This defines the starting point of what will be a decades long conversation on this fundamental issue. The authors’ argue that in fact the real issue is one of engineering, not models:
The consequence of this claim, if substantiated, is that the technical choice between a centralized or decentralized organization is one of engineering tradeoffs pertaining to maintainability, economics, equipment available, and the problem being solved, rather than one of functional properties or fundamental differences in complexity.
The discussion then points out that in some cases, such as adding a 20-40 millisecond delay on top of the usual 20-50 millisecond disk delay is not dramatically different. They explore other areas where the timing might make a substantial difference. Intriguingly, they discuss a form of disaggregation – where they envision compute being in one location, memory in another, storage in yet another. They point out that this turns back into a computer (albeit one with long latency to access memory, for example.)
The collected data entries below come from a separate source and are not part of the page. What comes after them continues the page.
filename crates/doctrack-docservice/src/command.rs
//! HTTP client for the command endpoint.

use std::time::Duration;

use async_trait::async_trait;
use tracing::debug;

use doctrack_core::config::{DocServiceConfig, SignatureConfig};
use doctrack_core::error::{AppError, ErrorKind};
use doctrack_core::result::AppResult;
use doctrack_core::traits::command::{CommandClient, CommandReply, DocumentCommand};

use crate::signing::RequestSigner;

/// Sends session commands such as `forcesave` to the document service.
#[derive(Debug, Clone)]
pub struct HttpCommandClient {
    http: reqwest::Client,
    url: String,
    signer: RequestSigner,
}

impl HttpCommandClient {
    /// Creates a client from service and signature configuration.
    pub fn new(docservice: &DocServiceConfig, signature: &SignatureConfig) -> AppResult<Self> {
        let http = reqwest::Client::builder()
            .timeout(Duration::from_secs(docservice.timeout_seconds))
            .build()
            .map_err(|e| AppError::configuration(format!("Failed to build command client: {e}")))?;

        Ok(Self {
            http,
            url: docservice.command_url(),
            signer: RequestSigner::new(signature),
        })
    }
}

#[async_trait]
impl CommandClient for HttpCommandClient {
    async fn send(&self, command: &DocumentCommand) -> AppResult<CommandReply> {
        let body = serde_json::to_value(command)?;
        debug!(command = ?command.kind, key = ?command.key, "Sending document command");

        let response = self
            .signer
            .sign_json(self.http.post(&self.url), body)?
            .send()
            .await
            .map_err(|e| {
                let kind = if e.is_timeout() {
                    ErrorKind::Timeout
                } else {
                    ErrorKind::ServiceUnavailable
                };
                AppError::with_source(kind, "Command request failed", e)
            })?;

        if !response.status().is_success() {
            return Err(AppError::external_service(format!(
                "Command endpoint returned HTTP {}",
                response.status()
            )));
        }

        response.json::<CommandReply>().await.map_err(|e| {
            AppError::with_source(ErrorKind::ExternalService, "Malformed command reply", e)
        })
    }
}
//! JWT token validation.

use jsonwebtoken::{Algorithm, DecodingKey, Validation, decode};
use serde::de::DeserializeOwned;

use doctrack_core::config::SignatureConfig;
use doctrack_core::error::AppError;

/// Validates HS256 tokens signed with the shared secret.
#[derive(Clone)]
pub struct JwtDecoder {
    /// HMAC secret key for verification.
    decoding_key: DecodingKey,
    /// Validation configuration.
    validation: Validation,
}

impl std::fmt::Debug for JwtDecoder {
    fn fmt(&self, f: &mut std::fmt::Formatter<'_>) -> std::fmt::Result {
        f.debug_struct("JwtDecoder")
            .field("validation", &self.validation)
            .finish()
    }
}

impl JwtDecoder {
    /// Creates a new decoder from signature configuration.
    pub fn new(config: &SignatureConfig) -> Self {
        let mut validation = Validation::new(Algorithm::HS256);
        validation.validate_exp = true;
        validation.leeway = config.leeway_seconds;
        // Tokens from the document service need not carry `exp`; when they
        // do, it is enforced.
        validation.set_required_spec_claims::<&str>(&[]);

        Self {
            decoding_key: DecodingKey::from_secret(config.secret.as_bytes()),
            validation,
        }
    }

    /// Decodes and validates a token, returning its claims as `T`.
    ///
    /// Checks:
    /// 1. Structure
    /// 2. Signature validity
    /// 3. Expiration, when present
    pub fn decode<T: DeserializeOwned + Clone>(&self, token: &str) -> Result<T, AppError> {
        let token_data = decode::<T>(token, &self.decoding_key, &self.validation).map_err(|e| {
            match e.kind() {
                jsonwebtoken::errors::ErrorKind::ExpiredSignature => {
                    AppError::authentication("Token has expired")
                }
                jsonwebtoken::errors::ErrorKind::InvalidToken
                | jsonwebtoken::errors::ErrorKind::Base64(_)
                | jsonwebtoken::errors::ErrorKind::Json(_)
                | jsonwebtoken::errors::ErrorKind::Utf8(_) => {
                    AppError::authentication("Invalid token format")
                }
                jsonwebtoken::errors::ErrorKind::InvalidSignature => {
                    AppError::authentication("Invalid token signature")
                }
                _ => AppError::authentication(format!("Token validation failed: {e}")),
            }
        })?;

        Ok(token_data.claims)
    }
}
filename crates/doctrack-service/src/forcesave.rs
//! Forcesave artifacts and submitted-form documents.

use std::sync::Arc;

use bytes::Bytes;
use tracing::{info, warn};

use doctrack_core::result::AppResult;
use doctrack_core::traits::StorageProvider;
use doctrack_entity::callback::CallbackEvent;
use doctrack_entity::document::{DocumentMeta, DocumentRef};
use doctrack_storage::{StorageLayout, correct_name};

use crate::history::VersionHistoryWriter;

/// Description recorded for documents created from a submitted form.
pub const FORM_DESCRIPTION: &str = "Filling Form";

/// Where forcesaved content ended up.
#[derive(Debug, Clone, PartialEq, Eq)]
pub enum ForcesaveOutcome {
    /// Stored as the forcesave artifact of this document.
    Artifact(DocumentRef),
    /// Stored as a new document created from a submitted form.
    FormDocument(DocumentRef),
}

/// Stores forcesaved content without touching version history.
#[derive(Debug, Clone)]
pub struct ForcesaveWriter {
    storage: Arc<dyn StorageProvider>,
    layout: StorageLayout,
    history: VersionHistoryWriter,
}

impl ForcesaveWriter {
    /// Creates a writer over `storage` laid out by `layout`.
    pub fn new(storage: Arc<dyn StorageProvider>, layout: StorageLayout) -> Self {
        let history = VersionHistoryWriter::new(storage.clone(), layout.clone());
        Self {
            storage,
            layout,
            history,
        }
    }

    /// Stores `content` forcesaved for `doc`.
    ///
    /// `kept_ext` is set when the content could not be converted to the
    /// document's format and still has this extension.
    pub async fn write(
        &self,
        doc: &DocumentRef,
        event: &CallbackEvent,
        content: Bytes,
        kept_ext: Option<&str>,
    ) -> AppResult<ForcesaveOutcome> {
        if event.is_submit_form() {
            return self.write_form(doc, event, content, kept_ext).await;
        }

        let target = match kept_ext {
            Some(ext) => {
                let desired = doc.sibling(doc.name_with_extension(ext));
                doc.sibling(correct_name(self.storage.as_ref(), &self.layout, &desired).await?)
            }
            None => doc.clone(),
        };

        self.storage
            .write(&self.layout.forcesave_path(&target), content)
            .await?;
        info!(
            file_name = %target.file_name,
            user_address = %target.user_address,
            "Stored forcesave artifact"
        );
        Ok(ForcesaveOutcome::Artifact(target))
    }

    async fn write_form(
        &self,
        doc: &DocumentRef,
        event: &CallbackEvent,
        content: Bytes,
        kept_ext: Option<&str>,
    ) -> AppResult<ForcesaveOutcome> {
        let ext = kept_ext.map(str::to_string).unwrap_or_else(|| doc.extension());
        let form_name = if ext.is_empty() {
            format!("{}-form", doc.stem())
        } else {
            format!("{}-form.{}", doc.stem(), ext)
        };
        let form = doc.sibling(correct_name(self.storage.as_ref(), &self.layout, &doc.sibling(form_name)).await?);

        let form_path = self.layout.storage_path(&form);
        self.storage.write(&form_path, content).await?;

        match event.acting_user() {
            Some(uid) => {
                let meta = DocumentMeta::now(uid, FORM_DESCRIPTION);
                if let Err(e) = self.history.write_meta(&form, &meta).await {
                    if let Err(cleanup) = self.storage.delete(&form_path).await {
                        warn!(
                            file_name = %form.file_name,
                            error = %cleanup,
                            "Failed to remove form document without metadata"
                        );
                    }
                    return Err(e);
                }
            }
            None => warn!(file_name = %form.file_name, "Submitted form carries no acting user"),
        }

        info!(
            file_name = %form.file_name,
            user_address = %form.user_address,
            source = %doc.file_name,
            "Created document from submitted form"
        );
        Ok(ForcesaveOutcome::FormDocument(form))
    }
}
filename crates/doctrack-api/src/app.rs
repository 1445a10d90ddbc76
//! Application builder: wires configuration, document service clients,
//! storage, and the router into a running server.

use std::sync::Arc;

use axum::Router;

use doctrack_core::config::AppConfig;
use doctrack_core::error::{AppError, ErrorKind};
use doctrack_docservice::{
    CachedConverter, HttpCommandClient, HttpContentFetcher, HttpConversionClient,
};
use doctrack_storage::LocalStorageProvider;

use crate::router::build_router;
use crate::state::AppState;

/// Builds the complete Axum application.
pub fn build_app(state: AppState) -> Router {
    build_router(state)
}

/// Creates the storage root and the document service clients.
pub async fn build_state(config: AppConfig) -> Result<AppState, AppError> {
    tokio::fs::create_dir_all(&config.storage.root)
        .await
        .map_err(|e| {
            AppError::with_source(
                ErrorKind::Storage,
                format!("Failed to create storage root {}", config.storage.root),
                e,
            )
        })?;

    let converter = CachedConverter::new(
        HttpConversionClient::new(&config.docservice, &config.signature)?,
        &config.docservice,
    );
    let fetcher = HttpContentFetcher::new(&config.docservice)?;
    let commands = HttpCommandClient::new(&config.docservice, &config.signature)?;

    tracing::info!(
        docservice = %config.docservice.url,
        storage_root = %config.storage.root,
        signing = config.signature.enabled,
        "Document service clients ready"
    );

    Ok(AppState::new(
        config,
        Arc::new(LocalStorageProvider::new()),
        Arc::new(converter),
        Arc::new(fetcher),
        Arc::new(commands),
    ))
}

/// Runs the DocTrack server until Ctrl+C.
pub async fn run_server(config: AppConfig) -> Result<(), AppError> {
    tracing::info!("Starting DocTrack server...");

    let addr = format!("{}:{}", config.server.host, config.server.port);
    let app = build_app(build_state(config).await?);

    let listener = tokio::net::TcpListener::bind(&addr)
        .await
        .map_err(|e| AppError::internal(format!("Failed to bind {}: {}", addr, e)))?;

    tracing::info!("DocTrack server listening on {}", addr);

    axum::serve(listener, app)
        .with_graceful_shutdown(shutdown_signal())
        .await
        .map_err(|e| AppError::internal(format!("Server error: {}", e)))?;

    tracing::info!("DocTrack server stopped");
    Ok(())
}

async fn shutdown_signal() {
    if let Err(e) = tokio::signal::ctrl_c().await {
        tracing::error!(error = %e, "Failed to listen for Ctrl+C, shutting down");
    }
}
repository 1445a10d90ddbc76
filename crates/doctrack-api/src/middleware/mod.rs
//! HTTP middleware.

pub mod logging;
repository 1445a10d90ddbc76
//! Read access to stored versions.

use std::sync::Arc;

use bytes::Bytes;

use doctrack_core::error::AppError;
use doctrack_core::result::AppResult;
use doctrack_core::traits::StorageProvider;
use doctrack_entity::document::{DocumentMeta, DocumentRef, VersionId, VersionInfo};
use doctrack_storage::StorageLayout;
use doctrack_storage::layout::{CHANGES_FILE, DIFF_FILE, KEY_FILE, parse_version_dir};

/// Lists versions and serves their artifacts.
#[derive(Debug, Clone)]
pub struct VersionHistoryReader {
    storage: Arc<dyn StorageProvider>,
    layout: StorageLayout,
}

impl VersionHistoryReader {
    /// Creates a reader over `storage` laid out by `layout`.
    pub fn new(storage: Arc<dyn StorageProvider>, layout: StorageLayout) -> Self {
        Self { storage, layout }
    }

    /// Every stored version of `doc`, oldest first.
    pub async fn list_versions(&self, doc: &DocumentRef) -> AppResult<Vec<VersionInfo>> {
        let mut versions: Vec<VersionId> = self
            .storage
            .list(&self.layout.history_dir(doc))
            .await?
            .into_iter()
            .filter(|e| e.is_directory)
            .filter_map(|e| parse_version_dir(&e.name))
            .collect();
        versions.sort();

        let mut infos = Vec::with_capacity(versions.len());
        for version in versions {
            infos.push(self.version_info(doc, version).await?);
        }
        Ok(infos)
    }

    /// Reads one artifact of a version. Only `prev.<ext>`, the diff
    /// archive, the change log, and the key file can be read.
    pub async fn read_artifact(
        &self,
        doc: &DocumentRef,
        version: VersionId,
        name: &str,
    ) -> AppResult<Bytes> {
        if !is_artifact_name(name) {
            return Err(AppError::validation(format!(
                "'{name}' is not a version artifact"
            )));
        }
        self.storage
            .read_bytes(&self.layout.version_dir(doc, version).join(name))
            .await
    }

    /// Ownership metadata of `doc`, if any was recorded.
    pub async fn read_meta(&self, doc: &DocumentRef) -> AppResult<Option<DocumentMeta>> {
        let path = self.layout.meta_path(doc);
        if !self.storage.exists(&path).await? {
            return Ok(None);
        }
        let raw = self.storage.read_bytes(&path).await?;
        Ok(Some(serde_json::from_slice(&raw)?))
    }

    async fn version_info(&self, doc: &DocumentRef, version: VersionId) -> AppResult<VersionInfo> {
        let dir = self.layout.version_dir(doc, version);
        let entries = self.storage.list(&dir).await?;

        let key = match entries.iter().find(|e| e.name == KEY_FILE) {
            Some(_) => {
                let raw = self.storage.read_bytes(&dir.join(KEY_FILE)).await?;
                Some(String::from_utf8_lossy(&raw).trim().to_string())
            }
            None => None,
        };

        let changes = match entries.iter().find(|e| e.name == CHANGES_FILE) {
            Some(_) => {
                let raw = self.storage.read_bytes(&dir.join(CHANGES_FILE)).await?;
                serde_json::from_slice(&raw).ok()
            }
            None => None,
        };

        let created = self
            .storage
            .metadata(&dir)
            .await
            .ok()
            .and_then(|m| m.last_modified);

        Ok(VersionInfo {
            version,
            key,
            changes,
            created,
            prev_file: entries
                .iter()
                .find(|e| !e.is_directory && is_prev_name(&e.name))
                .map(|e| e.name.clone()),
            has_diff: entries.iter().any(|e| e.name == DIFF_FILE),
        })
    }
}

fn is_prev_name(name: &str) -> bool {
    match name.strip_prefix("prev") {
        Some("") => true,
        Some(rest) => rest
            .strip_prefix('.')
            .is_some_and(|ext| !ext.is_empty() && ext.chars().all(|c| c.is_ascii_alphanumeric())),
        None => false,
    }
}

fn is_artifact_name(name: &str) -> bool {
    name == DIFF_FILE || name == CHANGES_FILE || name == KEY_FILE || is_prev_name(name)
}
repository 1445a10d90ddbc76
//! Version history endpoints.

use axum::Json;
use axum::extract::rejection::QueryRejection;
use axum::extract::{Query, State};
use axum::http::HeaderMap;
use axum::response::Response;
use percent_encoding::{AsciiSet, NON_ALPHANUMERIC, utf8_percent_encode};

use doctrack_core::error::AppError;

use crate::error::ApiError;
use doctrack_core::types::RevisionKey;
use doctrack_entity::document::{DocumentRef, VersionId};

use crate::dto::request::{HistoryFileQuery, VersionsQuery};
use crate::dto::response::VersionListResponse;
use crate::handlers::{addressable, attachment, authorize};
use crate::state::AppState;

/// GET /history?fileName=&useraddress=&ver=&file=
pub async fn history_file(
    State(state): State<AppState>,
    query: Result<Query<HistoryFileQuery>, QueryRejection>,
    headers: HeaderMap,
) -> Result<Response, ApiError> {
    authorize(&state, &headers)?;
    let Query(query) = query.map_err(|e| AppError::validation(e.body_text()))?;
    let doc = addressable(query.document())?;
    if query.ver == 0 {
        return Err(AppError::validation("Versions are numbered from 1").into());
    }

    let data = state
        .history_reader
        .read_artifact(&doc, VersionId(query.ver), &query.file)
        .await?;
    attachment(&query.file, data).map_err(ApiError::from)
}

/// GET /history/versions?fileName=&useraddress=
pub async fn list_versions(
    State(state): State<AppState>,
    query: Result<Query<VersionsQuery>, QueryRejection>,
    headers: HeaderMap,
) -> Result<Json<VersionListResponse>, ApiError> {
    authorize(&state, &headers)?;
    let Query(query) = query.map_err(|e| AppError::validation(e.body_text()))?;
    let doc = addressable(query.document())?;

    let current = state.storage.metadata(&state.layout.storage_path(&doc)).await?;
    let modified = current.last_modified.unwrap_or_else(chrono::Utc::now);
    let key = RevisionKey::for_document(&doc.user_address, &download_uri(&state, &doc), modified);

    let versions = state.history_reader.list_versions(&doc).await?;
    let meta = state.history_reader.read_meta(&doc).await?;

    Ok(Json(VersionListResponse {
        file_name: doc.file_name.clone(),
        current_version: VersionId(versions.len() as u32).next().get(),
        key: key.into_string(),
        versions,
        meta,
    }))
}

/// Query values keep RFC 3986 unreserved characters as they are.
const QUERY_VALUE: &AsciiSet = &NON_ALPHANUMERIC
    .remove(b'-')
    .remove(b'.')
    .remove(b'_')
    .remove(b'~');

fn download_uri(state: &AppState, doc: &DocumentRef) -> String {
    download_uri_at(&state.config.storage.public_url, doc)
}

fn download_uri_at(public_url: &str, doc: &DocumentRef) -> String {
    format!(
        "{}/download?fileName={}&useraddress={}",
        public_url.trim_end_matches('/'),
        utf8_percent_encode(&doc.file_name, QUERY_VALUE),
        utf8_percent_encode(&doc.user_address, QUERY_VALUE)
    )
}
They then discuss caching (“buffer memory”) of information but point out the challenge is now that the system has multiple copies of what need to be the same data – it “has the problem of systematic management of multiple copies of information”. Surprisingly they make a leap here equating this situation between centralized and decentralized systems: this is a problem of modeling access patterns to shared information and then invent algorithms for “having the information on the right storage device at the right time”!
With decades of hindsight, this looks surprisingly naive. Indeed, even the authors’ construct a clear path for retreat here: “… this is not to say that there are no differences of significance”.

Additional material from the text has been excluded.